#### WORK INSTRUCTION:
Using the string "PermeabilityModel" as the key, pull each matching line out of the records below.

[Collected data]
%%

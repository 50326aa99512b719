//! Orthotropic embedded-fracture permeability model.
//!
//! Three mutually orthogonal fracture planes superimposed on an isotropic
//! rock matrix, after Zill et al. (2021). The permeability is
//!
//! ```text
//! k = k_m·I + Σᵢ (bᵢ/aᵢ)·(bᵢ²/12 − k_m)·(I − Mᵢ)
//! ```
//!
//! where the sum runs over the three fracture planes, Mᵢ = nᵢ⊗nᵢ is the
//! structural tensor of plane i, and the aperture bᵢ evolves from the
//! cubic-law baseline once the strain resolved along nᵢ exceeds the
//! plane's threshold strain:
//!
//! ```text
//! bᵢ = sqrt(12·k_m) + aᵢ·⟨εₙ − e0ᵢ⟩
//! ```
//!
//! ## Pipeline (per evaluation point)
//!
//! 1. Resolve the three fracture normals (fixed, or stress eigenvectors)
//! 2. Apply the composed reorientation R_xy·R_yz to the normal set
//! 3. Per plane: resolve normal strain, gate on the threshold, evolve
//!    the aperture
//! 4. Accumulate k_m·I plus each open plane's in-plane enhancement

use petraflow_math::rotation::compose_rotation;
use petraflow_math::tensor::{quadratic_form, self_outer_product};
use petraflow_math::DMat3;
use petraflow_types::constants::CUBIC_LAW_FACTOR;
use petraflow_types::PetraflowResult;

use crate::config::OrthotropicFractureConfig;
use crate::normals::NormalSource;
use crate::state::PointState;
use crate::traits::PermeabilityModel;

/// Orthotropic three-plane embedded-fracture permeability model.
#[derive(Debug, Clone)]
pub struct OrthotropicEmbeddedFracture {
    config: OrthotropicFractureConfig,
    normal_source: NormalSource,
    /// Composed reorientation R_xy·R_yz, fixed per configuration.
    rotation: DMat3,
}

impl OrthotropicEmbeddedFracture {
    /// Build a model from a validated configuration.
    ///
    /// Fails if any fracture spacing is non-positive, or if the
    /// constant-normal mode is selected without a normal tensor.
    pub fn new(config: OrthotropicFractureConfig) -> PetraflowResult<Self> {
        config.validate()?;
        let normal_source = match config.fixed_normals {
            Some(normals) if config.normal_is_constant => NormalSource::Constant(normals),
            _ => NormalSource::PrincipalStress,
        };
        let rotation = compose_rotation(config.rad_xy, config.rad_yz);
        Ok(Self {
            config,
            normal_source,
            rotation,
        })
    }

    /// The configuration this model was built from.
    pub fn config(&self) -> &OrthotropicFractureConfig {
        &self.config
    }

    /// The effective (reoriented) fracture normals at the given stress
    /// state, one per column. Exposed for host post-processing.
    pub fn rotated_normals(&self, stress: &DMat3) -> DMat3 {
        self.rotation * self.normal_source.resolve(stress)
    }
}

impl PermeabilityModel for OrthotropicEmbeddedFracture {
    fn permeability(&self, state: &PointState) -> DMat3 {
        let km = self.config.matrix_permeability;
        let n_r = self.rotated_normals(&state.stress);

        let mut k = DMat3::IDENTITY * km;

        for i in 0..3 {
            let n = n_r.col(i);

            // Strain resolved along the fracture normal.
            let e_n = quadratic_form(&state.strain, n);

            // Macaulay gate: the plane contributes only once open.
            let e0 = self.config.threshold_strain[i];
            let gate = if e_n > e0 { 1.0 } else { 0.0 };

            // Baseline aperture from the cubic law, then linear growth
            // past the threshold scaled by the fracture spacing.
            let a = self.config.spacing[i];
            let b0 = (CUBIC_LAW_FACTOR * km).sqrt();
            let b = b0 + gate * a * (e_n - e0);

            let coeff = gate * (b / a) * (b * b / CUBIC_LAW_FACTOR - km);

            // (I − M) projects the enhancement into the fracture plane:
            // flow is enhanced along the plane, not across it.
            let m = self_outer_product(n);
            k = k + (DMat3::IDENTITY - m) * coeff;
        }

        k
    }

    fn name(&self) -> &str {
        "orthotropic_embedded_fracture"
    }
}
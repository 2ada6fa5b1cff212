//! Integration test support
//!
//! Spawns real servers on loopback ports against in-memory SQLite
//! databases, one per test, and provides request and fixture helpers.

pub mod fixtures;
pub mod helpers;
//! SQLite implementation of PostRepository

use async_trait::async_trait;
use sqlx::{Sqlite, SqlitePool, Transaction};
use tracing::instrument;

use board_core::entities::Post;
use board_core::error::DomainError;
use board_core::traits::{PostRepository, RepoResult};
use board_core::validation::{NewPost, SortOrder};

use crate::models::PostModel;

use super::map_db_error;

/// SQLite implementation of PostRepository
#[derive(Clone)]
pub struct SqlitePostRepository {
    pool: SqlitePool,
}

impl SqlitePostRepository {
    /// Create a new SqlitePostRepository
    pub fn new(pool: SqlitePool) -> Self {
        Self { pool }
    }
}

/// Delete a post and all its reactions inside the caller's transaction,
/// decrementing each reaction-author's counter once per reaction. The post's
/// own counter needs no adjustment: the row is removed with it.
pub(crate) async fn cascade_delete_post(
    tx: &mut Transaction<'_, Sqlite>,
    post_id: i64,
) -> RepoResult<()> {
    let reaction_authors: Vec<i64> =
        sqlx::query_scalar("SELECT author_id FROM reactions WHERE post_id = ?1")
            .bind(post_id)
            .fetch_all(&mut **tx)
            .await
            .map_err(map_db_error)?;

    for author_id in reaction_authors {
        sqlx::query("UPDATE users SET total_reactions = total_reactions - 1 WHERE id = ?1")
            .bind(author_id)
            .execute(&mut **tx)
            .await
            .map_err(map_db_error)?;
    }

    sqlx::query("DELETE FROM reactions WHERE post_id = ?1")
        .bind(post_id)
        .execute(&mut **tx)
        .await
        .map_err(map_db_error)?;

    sqlx::query("DELETE FROM posts WHERE id = ?1")
        .bind(post_id)
        .execute(&mut **tx)
        .await
        .map_err(map_db_error)?;

    Ok(())
}

#[async_trait]
impl PostRepository for SqlitePostRepository {
    #[instrument(skip(self))]
    async fn find_by_id(&self, id: i64) -> RepoResult<Option<Post>> {
        let result = sqlx::query_as::<_, PostModel>(
            r"
            SELECT id, author_id, text, total_reactions
            FROM posts
            WHERE id = ?1
            ",
        )
        .bind(id)
        .fetch_optional(&self.pool)
        .await
        .map_err(map_db_error)?;

        Ok(result.map(Post::from))
    }

    #[instrument(skip(self))]
    async fn exists(&self, id: i64) -> RepoResult<bool> {
        let result = sqlx::query_scalar::<_, bool>(
            "SELECT EXISTS(SELECT 1 FROM posts WHERE id = ?1)",
        )
        .bind(id)
        .fetch_one(&self.pool)
        .await
        .map_err(map_db_error)?;

        Ok(result)
    }

    #[instrument(skip(self))]
    async fn create(&self, new: &NewPost) -> RepoResult<Post> {
        let model = sqlx::query_as::<_, PostModel>(
            r"
            INSERT INTO posts (author_id, text)
            VALUES (?1, ?2)
            RETURNING id, author_id, text, total_reactions
            ",
        )
        .bind(new.author_id)
        .bind(&new.text)
        .fetch_one(&self.pool)
        .await
        .map_err(map_db_error)?;

        Ok(Post::from(model))
    }

    #[instrument(skip(self))]
    async fn delete_cascading(&self, id: i64) -> RepoResult<()> {
        let mut tx = self.pool.begin().await.map_err(map_db_error)?;

        let exists = sqlx::query_scalar::<_, bool>(
            "SELECT EXISTS(SELECT 1 FROM posts WHERE id = ?1)",
        )
        .bind(id)
        .fetch_one(&mut *tx)
        .await
        .map_err(map_db_error)?;

        if !exists {
            return Err(DomainError::PostNotFound(id));
        }

        cascade_delete_post(&mut tx, id).await?;

        tx.commit().await.map_err(map_db_error)?;
        Ok(())
    }

    #[instrument(skip(self))]
    async fn list_by_author(&self, author_id: i64, order: SortOrder) -> RepoResult<Vec<Post>> {
        // ORDER BY direction cannot be bound; the keyword comes from the
        // SortOrder enum, never from request input.
        let query = format!(
            r"
            SELECT id, author_id, text, total_reactions
            FROM posts
            WHERE author_id = ?1
            ORDER BY total_reactions {}
            ",
            order.sql_keyword()
        );

        let results = sqlx::query_as::<_, PostModel>(&query)
            .bind(author_id)
            .fetch_all(&self.pool)
            .await
            .map_err(map_db_error)?;

        Ok(results.into_iter().map(Post::from).collect())
    }

    #[instrument(skip(self))]
    async fn texts_by_author(&self, author_id: i64) -> RepoResult<Vec<String>> {
        let results = sqlx::query_scalar::<_, String>(
            "SELECT text FROM posts WHERE author_id = ?1 ORDER BY id",
        )
        .bind(author_id)
        .fetch_all(&self.pool)
        .await
        .map_err(map_db_error)?;

        Ok(results)
    }
}

#[cfg(test)]
mod tests {
    use super::*;

    #[test]
    fn test_repo_is_send_sync() {
        fn assert_send_sync<T: Send + Sync>() {}
        assert_send_sync::<SqlitePostRepository>();
    }
}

%%

#### WRITTEN ANSWER:
use crate::traits::PermeabilityModel;
impl PermeabilityModel for OrthotropicEmbeddedFracture {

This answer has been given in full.